Work instructions
With no edits of any kind, print each record that follows.

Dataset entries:

○ ○ ○ ○ ○ ○ ○

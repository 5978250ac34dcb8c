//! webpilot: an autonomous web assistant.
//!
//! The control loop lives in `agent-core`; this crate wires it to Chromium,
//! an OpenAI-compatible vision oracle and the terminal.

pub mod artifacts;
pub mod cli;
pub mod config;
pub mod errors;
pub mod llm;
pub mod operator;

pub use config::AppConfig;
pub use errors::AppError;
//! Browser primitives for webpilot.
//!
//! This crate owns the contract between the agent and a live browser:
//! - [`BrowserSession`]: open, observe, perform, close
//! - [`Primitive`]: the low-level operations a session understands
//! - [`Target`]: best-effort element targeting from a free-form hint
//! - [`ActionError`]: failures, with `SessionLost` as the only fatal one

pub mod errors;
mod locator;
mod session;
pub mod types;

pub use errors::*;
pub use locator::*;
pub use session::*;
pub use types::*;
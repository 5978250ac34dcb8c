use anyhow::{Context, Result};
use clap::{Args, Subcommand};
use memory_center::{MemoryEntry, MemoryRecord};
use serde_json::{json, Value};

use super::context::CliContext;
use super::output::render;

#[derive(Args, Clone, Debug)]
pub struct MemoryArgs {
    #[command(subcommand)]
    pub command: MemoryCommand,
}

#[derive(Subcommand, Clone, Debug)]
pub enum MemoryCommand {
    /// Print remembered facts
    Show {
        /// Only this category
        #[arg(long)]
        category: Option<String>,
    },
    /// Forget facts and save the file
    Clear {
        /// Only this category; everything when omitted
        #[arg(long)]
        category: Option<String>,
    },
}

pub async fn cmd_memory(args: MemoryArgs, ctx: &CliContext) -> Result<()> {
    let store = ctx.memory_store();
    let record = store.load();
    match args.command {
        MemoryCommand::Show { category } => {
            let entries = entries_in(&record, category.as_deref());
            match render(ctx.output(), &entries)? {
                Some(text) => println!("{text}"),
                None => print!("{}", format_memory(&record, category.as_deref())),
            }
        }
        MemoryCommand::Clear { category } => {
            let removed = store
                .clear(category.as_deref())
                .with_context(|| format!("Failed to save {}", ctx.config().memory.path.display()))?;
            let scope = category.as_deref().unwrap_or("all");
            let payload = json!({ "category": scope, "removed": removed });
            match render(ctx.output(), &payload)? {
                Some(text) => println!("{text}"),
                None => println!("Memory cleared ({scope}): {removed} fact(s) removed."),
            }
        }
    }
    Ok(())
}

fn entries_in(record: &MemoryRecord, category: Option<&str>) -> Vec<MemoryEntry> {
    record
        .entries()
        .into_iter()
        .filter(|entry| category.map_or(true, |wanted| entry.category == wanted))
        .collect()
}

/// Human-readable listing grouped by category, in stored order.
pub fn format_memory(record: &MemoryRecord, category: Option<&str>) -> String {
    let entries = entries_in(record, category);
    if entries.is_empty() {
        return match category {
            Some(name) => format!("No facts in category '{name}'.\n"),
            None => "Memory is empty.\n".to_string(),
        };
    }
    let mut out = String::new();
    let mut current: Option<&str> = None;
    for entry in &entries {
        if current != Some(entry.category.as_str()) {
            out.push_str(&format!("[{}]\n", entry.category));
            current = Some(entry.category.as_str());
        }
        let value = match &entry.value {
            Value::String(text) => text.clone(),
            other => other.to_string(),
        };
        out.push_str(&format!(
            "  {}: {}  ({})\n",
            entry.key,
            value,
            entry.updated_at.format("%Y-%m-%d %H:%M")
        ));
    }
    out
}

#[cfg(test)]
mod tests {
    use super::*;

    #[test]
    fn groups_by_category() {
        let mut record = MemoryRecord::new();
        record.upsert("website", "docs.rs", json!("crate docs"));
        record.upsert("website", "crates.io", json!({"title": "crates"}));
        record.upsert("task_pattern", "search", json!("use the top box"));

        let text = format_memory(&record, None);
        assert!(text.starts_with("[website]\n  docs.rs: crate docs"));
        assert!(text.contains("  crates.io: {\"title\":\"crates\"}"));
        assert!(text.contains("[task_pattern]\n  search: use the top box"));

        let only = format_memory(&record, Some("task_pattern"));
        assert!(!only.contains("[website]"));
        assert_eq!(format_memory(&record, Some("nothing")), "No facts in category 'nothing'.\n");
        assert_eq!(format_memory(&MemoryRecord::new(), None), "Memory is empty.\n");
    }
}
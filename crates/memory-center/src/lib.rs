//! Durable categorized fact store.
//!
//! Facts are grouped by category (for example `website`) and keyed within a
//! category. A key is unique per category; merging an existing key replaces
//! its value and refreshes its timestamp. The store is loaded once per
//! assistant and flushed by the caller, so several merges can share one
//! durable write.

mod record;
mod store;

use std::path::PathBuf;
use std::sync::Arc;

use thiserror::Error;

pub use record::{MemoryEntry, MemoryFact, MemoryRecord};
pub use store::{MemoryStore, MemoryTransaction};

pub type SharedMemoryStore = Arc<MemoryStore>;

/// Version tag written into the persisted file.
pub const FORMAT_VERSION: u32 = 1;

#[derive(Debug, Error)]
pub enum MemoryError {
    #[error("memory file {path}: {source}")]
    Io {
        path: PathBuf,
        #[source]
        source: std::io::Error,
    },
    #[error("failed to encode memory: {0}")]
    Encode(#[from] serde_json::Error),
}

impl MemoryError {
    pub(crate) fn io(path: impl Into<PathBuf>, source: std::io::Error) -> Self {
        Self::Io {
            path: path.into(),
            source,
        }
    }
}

○ ○ ○ ○ ○ ○ ○

Answer below
repository 5978250ac34dcb8c
//! webpilot: an autonomous web assistant.
//!
//! The control loop lives in `agent-core`; this crate wires it to Chromium,
//! an OpenAI-compatible vision oracle and the terminal.

pub mod artifacts;
pub mod cli;
pub mod config;
pub mod errors;
pub mod llm;
pub mod operator;

pub use config::AppConfig;
pub use errors::AppError;
//! Browser primitives for webpilot.
//!
//! This crate owns the contract between the agent and a live browser:
//! - [`BrowserSession`]: open, observe, perform, close
//! - [`Primitive`]: the low-level operations a session understands
//! - [`Target`]: best-effort element targeting from a free-form hint
//! - [`ActionError`]: failures, with `SessionLost` as the only fatal one

pub mod errors;
mod locator;
mod session;
pub mod types;

pub use errors::*;
pub use locator::*;
pub use session::*;
pub use types::*;
repository 5978250ac34dcb8c
use anyhow::{Context, Result};
use clap::{Args, Subcommand};
use memory_center::{MemoryEntry, MemoryRecord};
use serde_json::{json, Value};

use super::context::CliContext;
use super::output::render;

#[derive(Args, Clone, Debug)]
pub struct MemoryArgs {
    #[command(subcommand)]
    pub command: MemoryCommand,
}

#[derive(Subcommand, Clone, Debug)]
pub enum MemoryCommand {
    /// Print remembered facts
    Show {
        /// Only this category
        #[arg(long)]
        category: Option<String>,
    },
    /// Forget facts and save the file
    Clear {
        /// Only this category; everything when omitted
        #[arg(long)]
        category: Option<String>,
    },
}

pub async fn cmd_memory(args: MemoryArgs, ctx: &CliContext) -> Result<()> {
    let store = ctx.memory_store();
    let record = store.load();
    match args.command {
        MemoryCommand::Show { category } => {
            let entries = entries_in(&record, category.as_deref());
            match render(ctx.output(), &entries)? {
                Some(text) => println!("{text}"),
                None => print!("{}", format_memory(&record, category.as_deref())),
            }
        }
        MemoryCommand::Clear { category } => {
            let removed = store
                .clear(category.as_deref())
                .with_context(|| format!("Failed to save {}", ctx.config().memory.path.display()))?;
            let scope = category.as_deref().unwrap_or("all");
            let payload = json!({ "category": scope, "removed": removed });
            match render(ctx.output(), &payload)? {
                Some(text) => println!("{text}"),
                None => println!("Memory cleared ({scope}): {removed} fact(s) removed."),
            }
        }
    }
    Ok(())
}

fn entries_in(record: &MemoryRecord, category: Option<&str>) -> Vec<MemoryEntry> {
    record
        .entries()
        .into_iter()
        .filter(|entry| category.map_or(true, |wanted| entry.category == wanted))
        .collect()
}

/// Human-readable listing grouped by category, in stored order.
pub fn format_memory(record: &MemoryRecord, category: Option<&str>) -> String {
    let entries = entries_in(record, category);
    if entries.is_empty() {
        return match category {
            Some(name) => format!("No facts in category '{name}'.\n"),
            None => "Memory is empty.\n".to_string(),
        };
    }
    let mut out = String::new();
    let mut current: Option<&str> = None;
    for entry in &entries {
        if current != Some(entry.category.as_str()) {
            out.push_str(&format!("[{}]\n", entry.category));
            current = Some(entry.category.as_str());
        }
        let value = match &entry.value {
            Value::String(text) => text.clone(),
            other => other.to_string(),
        };
        out.push_str(&format!(
            "  {}: {}  ({})\n",
            entry.key,
            value,
            entry.updated_at.format("%Y-%m-%d %H:%M")
        ));
    }
    out
}

#[cfg(test)]
mod tests {
    use super::*;

    #[test]
    fn groups_by_category() {
        let mut record = MemoryRecord::new();
        record.upsert("website", "docs.rs", json!("crate docs"));
        record.upsert("website", "crates.io", json!({"title": "crates"}));
        record.upsert("task_pattern", "search", json!("use the top box"));

        let text = format_memory(&record, None);
        assert!(text.starts_with("[website]\n  docs.rs: crate docs"));
        assert!(text.contains("  crates.io: {\"title\":\"crates\"}"));
        assert!(text.contains("[task_pattern]\n  search: use the top box"));

        let only = format_memory(&record, Some("task_pattern"));
        assert!(!only.contains("[website]"));
        assert_eq!(format_memory(&record, Some("nothing")), "No facts in category 'nothing'.\n");
        assert_eq!(format_memory(&MemoryRecord::new(), None), "Memory is empty.\n");
    }
}
filename crates/memory-center/src/lib.rs
//! Durable categorized fact store.
//!
//! Facts are grouped by category (for example `website`) and keyed within a
//! category. A key is unique per category; merging an existing key replaces
//! its value and refreshes its timestamp. The store is loaded once per
//! assistant and flushed by the caller, so several merges can share one
//! durable write.

mod record;
mod store;

use std::path::PathBuf;
use std::sync::Arc;

use thiserror::Error;

pub use record::{MemoryEntry, MemoryFact, MemoryRecord};
pub use store::{MemoryStore, MemoryTransaction};

pub type SharedMemoryStore = Arc<MemoryStore>;

/// Version tag written into the persisted file.
pub const FORMAT_VERSION: u32 = 1;

#[derive(Debug, Error)]
pub enum MemoryError {
    #[error("memory file {path}: {source}")]
    Io {
        path: PathBuf,
        #[source]
        source: std::io::Error,
    },
    #[error("failed to encode memory: {0}")]
    Encode(#[from] serde_json::Error),
}

impl MemoryError {
    pub(crate) fn io(path: impl Into<PathBuf>, source: std::io::Error) -> Self {
        Self::Io {
            path: path.into(),
            source,
        }
    }
}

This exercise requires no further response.